I drove down the A12 to London, and then around the top of the M25 London Orbital motorway. The traffic was light, and I reached the junction with the M4 motorway, near Heathrow, after a couple of hours. Then westward, westward, as the sprawl of London fell away and the chalk hills of the downs began to rise on either side.
I stopped at Membury service station, just east of Swindon, where I once had a summer job in 1980. It was a hole then, and it is still a hole now! Then on again, past Swindon. Soon there were signs for Bath, and the Roman baths, which I have never seen. It’s a long old trip from Ipswich, but one day I must do that.
Then the great descent towards Bristol, through a cutting in the hill, and I gained my first sight of the Severn. Soon I turned off, onto the M5, and headed south. I stopped at Sedgemoor services and refueled again. Then on, through Somerset, along roads that were not entirely uncluttered with holiday-makers, over the bridge over the River Axe, to Exeter.

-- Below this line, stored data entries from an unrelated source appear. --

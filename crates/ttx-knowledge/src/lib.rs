#![deny(warnings)]

//! Per-persona view of ground truth.
//!
//! Each persona only learns a subset of a period's injects and EOC actions,
//! depending on income, trust, persona type and current sentiment.

pub mod filter;
pub mod prompt;
pub mod sources;

pub use filter::{filter_eoc_actions, filter_injects};
pub use prompt::format_knowledge_for_prompt;
pub use sources::{information_sources, InformationSource};

use rand::SeedableRng;
use rand_chacha::ChaCha8Rng;
use serde::{Deserialize, Serialize};
use tracing::debug;
use ttx_core::{
    EocAction, Inject, KnowledgeParams, PeriodResult, Persona, PersonaType, Sentiment,
    TrustLevel, TtxScript,
};

/// Overall information quality of a persona.
#[derive(Clone, Copy, Debug, PartialEq, Eq, PartialOrd, Ord, Hash, Serialize, Deserialize)]
#[serde(rename_all = "lowercase")]
pub enum AwarenessLevel {
    Low,
    Medium,
    High,
}

#[derive(Clone, Debug, PartialEq, Serialize, Deserialize)]
#[serde(rename_all = "camelCase")]
pub struct PersonaKnowledge {
    pub persona_id: String,
    pub period_number: u32,
    pub known_injects: Vec<Inject>,
    pub known_eoc_actions: Vec<EocAction>,
    pub information_sources: Vec<InformationSource>,
    pub awareness_level: AwarenessLevel,
    pub scenario_awareness: String,
}

/// Reproducible filter stream for one persona in one period.
pub fn knowledge_rng(seed: u64, persona_index: u32, period: u32) -> ChaCha8Rng {
    let mix = ((u64::from(persona_index) << 32) | u64::from(period))
        .wrapping_mul(0xD6E8_FEB8_6659_FD93);
    ChaCha8Rng::seed_from_u64(seed ^ mix)
}

pub fn awareness_level(
    persona: &Persona,
    sentiment: Sentiment,
    source_count: usize,
) -> AwarenessLevel {
    match persona.persona_type {
        PersonaType::InformationSeeker | PersonaType::Planner | PersonaType::TechSavvy => {
            return AwarenessLevel::High
        }
        PersonaType::Skeptic if persona.demographics.trust_in_government == TrustLevel::Low => {
            return AwarenessLevel::Low
        }
        _ => {}
    }
    if matches!(sentiment, Sentiment::Defiant | Sentiment::Skeptical) {
        return AwarenessLevel::Low;
    }
    match source_count {
        n if n >= 6 => AwarenessLevel::High,
        n if n >= 4 => AwarenessLevel::Medium,
        _ => AwarenessLevel::Low,
    }
}

/// Short narrative of how well the persona understands the situation.
pub fn scenario_awareness(
    level: AwarenessLevel,
    script: &TtxScript,
    period: &PeriodResult,
    known_injects: usize,
    known_actions: usize,
) -> String {
    let op = &period.operational_period;
    let hazard = script.scenario_type.as_str();
    let location = &script.location;
    match level {
        AwarenessLevel::High => format!(
            "You are well informed about the {hazard} threatening {location}. It is period {} \
             ({} phase, {} to {}). You have followed {known_injects} updates and \
             {known_actions} official actions closely and understand what officials are \
             asking residents to do.",
            op.period_number, op.phase, op.start_time, op.end_time
        ),
        AwarenessLevel::Medium => format!(
            "You have a general sense that a {hazard} is affecting {location} and that \
             officials are in the {} phase, but some details are fuzzy. You have caught \
             {known_injects} updates and {known_actions} official announcements.",
            op.phase
        ),
        AwarenessLevel::Low => format!(
            "You have only heard bits and pieces about what is happening in {location}. \
             You are not sure how serious this is or what officials want you to do. \
             You picked up {known_injects} updates and {known_actions} announcements, \
             mostly secondhand."
        ),
    }
}

/// What `persona` knows in `period`. Sentiment comes from the persona's own
/// response when present, otherwise from the behavior table.
pub fn build_persona_knowledge<R: rand::Rng + ?Sized>(
    persona: &Persona,
    period: &PeriodResult,
    script: &TtxScript,
    params: &KnowledgeParams,
    rng: &mut R,
) -> PersonaKnowledge {
    let n = period.period_number;
    let sentiment = period
        .persona_responses
        .iter()
        .find(|r| r.persona_id == persona.id)
        .map(|r| r.sentiment)
        .unwrap_or_else(|| ttx_personas::sentiment(persona.persona_type, n));

    let known_injects = filter_injects(
        persona.persona_type,
        sentiment,
        &period.injects,
        params,
        rng,
    );
    let known_eoc_actions = filter_eoc_actions(persona, &period.eoc_actions);
    let information_sources = information_sources(persona);
    let awareness_level = awareness_level(persona, sentiment, information_sources.len());
    let scenario_awareness = scenario_awareness(
        awareness_level,
        script,
        period,
        known_injects.len(),
        known_eoc_actions.len(),
    );
    debug!(
        persona = %persona.id,
        period = n,
        injects = known_injects.len(),
        of = period.injects.len(),
        actions = known_eoc_actions.len(),
        awareness = ?awareness_level,
        "persona knowledge built"
    );
    PersonaKnowledge {
        persona_id: persona.id.clone(),
        period_number: n,
        known_injects,
        known_eoc_actions,
        information_sources,
        awareness_level,
        scenario_awareness,
    }
}

#[cfg(test)]
mod tests {
    use super::*;
    use proptest::prelude::*;
    use std::collections::BTreeMap;
    use ttx_core::{
        build_schedule, Aggregates, GenerationSource, HourOffset, LatLng, PersonaLocationData,
        PhasePolicy, ScenarioType, Severity, SocialStatus,
    };

    /// Persona types allowed to miss a critical inject. Currently none.
    const CRITICAL_BLIND_EXCEPTIONS: &[PersonaType] = &[];

    pub(crate) fn persona(t: PersonaType) -> Persona {
        let index = PersonaType::ALL.iter().position(|x| *x == t).unwrap_or(0) as u32;
        Persona {
            id: ttx_personas::persona_id(index),
            name: ttx_personas::persona_name(index),
            persona_type: t,
            index,
            demographics: ttx_personas::generate_demographics(t, index),
            location: PersonaLocationData {
                home_location: LatLng::new(27.95, -82.45),
                shelter_location: LatLng::new(28.1, -82.3),
                evacuation_start_period: None,
                evacuation_end_period: None,
            },
        }
    }

    fn script() -> TtxScript {
        TtxScript {
            title: "Hurricane exercise".into(),
            scenario_type: ScenarioType::Hurricane,
            location: "Tampa Bay".into(),
            severity: "major".into(),
            population: 2_700_000,
            total_periods: 12,
            persona_count: 10,
            seed: 42,
            source: GenerationSource::Template,
        }
    }

    fn period_with(injects: Vec<Inject>) -> PeriodResult {
        let op = build_schedule(12, -120, &PhasePolicy::canonical()).remove(4);
        PeriodResult {
            period_number: op.period_number,
            operational_period: op,
            injects,
            eoc_actions: Vec::new(),
            persona_responses: Vec::new(),
            aggregates: Aggregates {
                total_personas: 0,
                decisions: BTreeMap::new(),
                sentiments: BTreeMap::new(),
                locations: BTreeMap::new(),
                needing_assistance: 0,
                critical_issues: Vec::new(),
            },
        }
    }

    fn inject(n: usize, severity: Severity) -> Inject {
        Inject {
            id: format!("inject-5-{n}"),
            period_number: 5,
            time: HourOffset(-70),
            inject_type: "infrastructure".into(),
            title: format!("Event {n}"),
            description: "Details".into(),
            severity,
        }
    }

    #[test]
    fn awareness_rules() {
        let seeker = persona(PersonaType::InformationSeeker);
        assert_eq!(awareness_level(&seeker, Sentiment::Panicked, 0), AwarenessLevel::High);
        let skeptic = persona(PersonaType::Skeptic);
        assert_eq!(awareness_level(&skeptic, Sentiment::Calm, 9), AwarenessLevel::Low);
        let mut optimist = persona(PersonaType::Optimist);
        optimist.demographics.trust_in_government = TrustLevel::Medium;
        assert_eq!(awareness_level(&optimist, Sentiment::Calm, 6), AwarenessLevel::High);
        assert_eq!(awareness_level(&optimist, Sentiment::Calm, 4), AwarenessLevel::Medium);
        assert_eq!(awareness_level(&optimist, Sentiment::Calm, 3), AwarenessLevel::Low);
        assert_eq!(awareness_level(&optimist, Sentiment::Defiant, 7), AwarenessLevel::Low);
    }

    #[test]
    fn low_income_sources_are_minimal() {
        let mut p = persona(PersonaType::Optimist);
        p.demographics.social_status = SocialStatus::LowIncome;
        p.demographics.trust_in_government = TrustLevel::Low;
        assert_eq!(
            information_sources(&p),
            vec![InformationSource::EmergencyAlerts, InformationSource::LocalRadio]
        );
        p.demographics.social_status = SocialStatus::HighIncome;
        p.demographics.trust_in_government = TrustLevel::High;
        let rich = information_sources(&p);
        assert_eq!(rich.len(), 8);
        assert!(rich.contains(&InformationSource::OfficialWebsites));
    }

    #[test]
    fn sources_are_deduplicated() {
        let mut p = persona(PersonaType::TechSavvy);
        p.demographics.social_status = SocialStatus::MiddleIncome;
        let s = information_sources(&p);
        let social = s.iter().filter(|x| **x == InformationSource::SocialMedia).count();
        assert_eq!(social, 1);
    }

    #[test]
    fn seeded_filter_replays() {
        let p = persona(PersonaType::Elderly);
        let period = period_with((0..60).map(|n| inject(n, Severity::Low)).collect());
        let params = KnowledgeParams::default();
        let a = build_persona_knowledge(
            &p,
            &period,
            &script(),
            &params,
            &mut knowledge_rng(42, 3, 5),
        );
        let b = build_persona_knowledge(
            &p,
            &period,
            &script(),
            &params,
            &mut knowledge_rng(42, 3, 5),
        );
        assert_eq!(a, b);
        assert!(a.known_injects.len() < 60);
        let json = serde_json::to_value(&a).unwrap();
        assert!(json["awarenessLevel"].is_string());
        assert!(json["knownInjects"].is_array());
    }

    #[test]
    fn narrative_branches_on_level() {
        let period = period_with(Vec::new());
        let high = scenario_awareness(AwarenessLevel::High, &script(), &period, 3, 1);
        assert!(high.contains("well informed about the hurricane threatening Tampa Bay"));
        assert!(high.contains("period 5 (preparation phase"));
        let low = scenario_awareness(AwarenessLevel::Low, &script(), &period, 0, 0);
        assert!(low.contains("bits and pieces"));
        assert!(!low.contains("hurricane"));
    }

    proptest! {
        #[test]
        fn critical_injects_always_known(
            t in 0usize..10,
            s in 0usize..6,
            severities in proptest::collection::vec(0usize..4, 1..30),
            seed in any::<u64>(),
        ) {
            let pt = PersonaType::ALL[t];
            prop_assume!(!CRITICAL_BLIND_EXCEPTIONS.contains(&pt));
            let injects: Vec<Inject> = severities
                .iter()
                .enumerate()
                .map(|(n, sev)| inject(n, Severity::ALL[*sev]))
                .collect();
            let period = period_with(injects.clone());
            let p = persona(pt);
            let sentiment = Sentiment::ALL[s];
            let mut rng = knowledge_rng(seed, p.index, 5);
            let known = filter_injects(
                pt,
                sentiment,
                &injects,
                &KnowledgeParams::default(),
                &mut rng,
            );
            for i in injects.iter().filter(|i| i.severity == Severity::Critical) {
                prop_assert!(known.contains(i));
            }
            let k = build_persona_knowledge(
                &p,
                &period,
                &script(),
                &KnowledgeParams::default(),
                &mut rng,
            );
            let critical = injects.iter().filter(|i| i.severity == Severity::Critical).count();
            prop_assert_eq!(
                k.known_injects.iter().filter(|i| i.severity == Severity::Critical).count(),
                critical
            );
        }
    }
}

At Exeter I turned off onto the A30, which runs the length of Devon and Cornwall, up hill and down dale. These days it is mostly a dual carriageway, which makes it easier. Soon the road rose, up onto the moors, which looked as desolate as ever. A sign appeared for Jamaica Inn, the old smugglers’ hideout on Bodmin Moor. This is in the centre of the county, but in truth is only a dozen miles from the coast, by the bridleways that were known to local folk. Those paths saw much use during the Napoleonic wars, when the government duties on wine and spirits were last at the foolish heights they are today.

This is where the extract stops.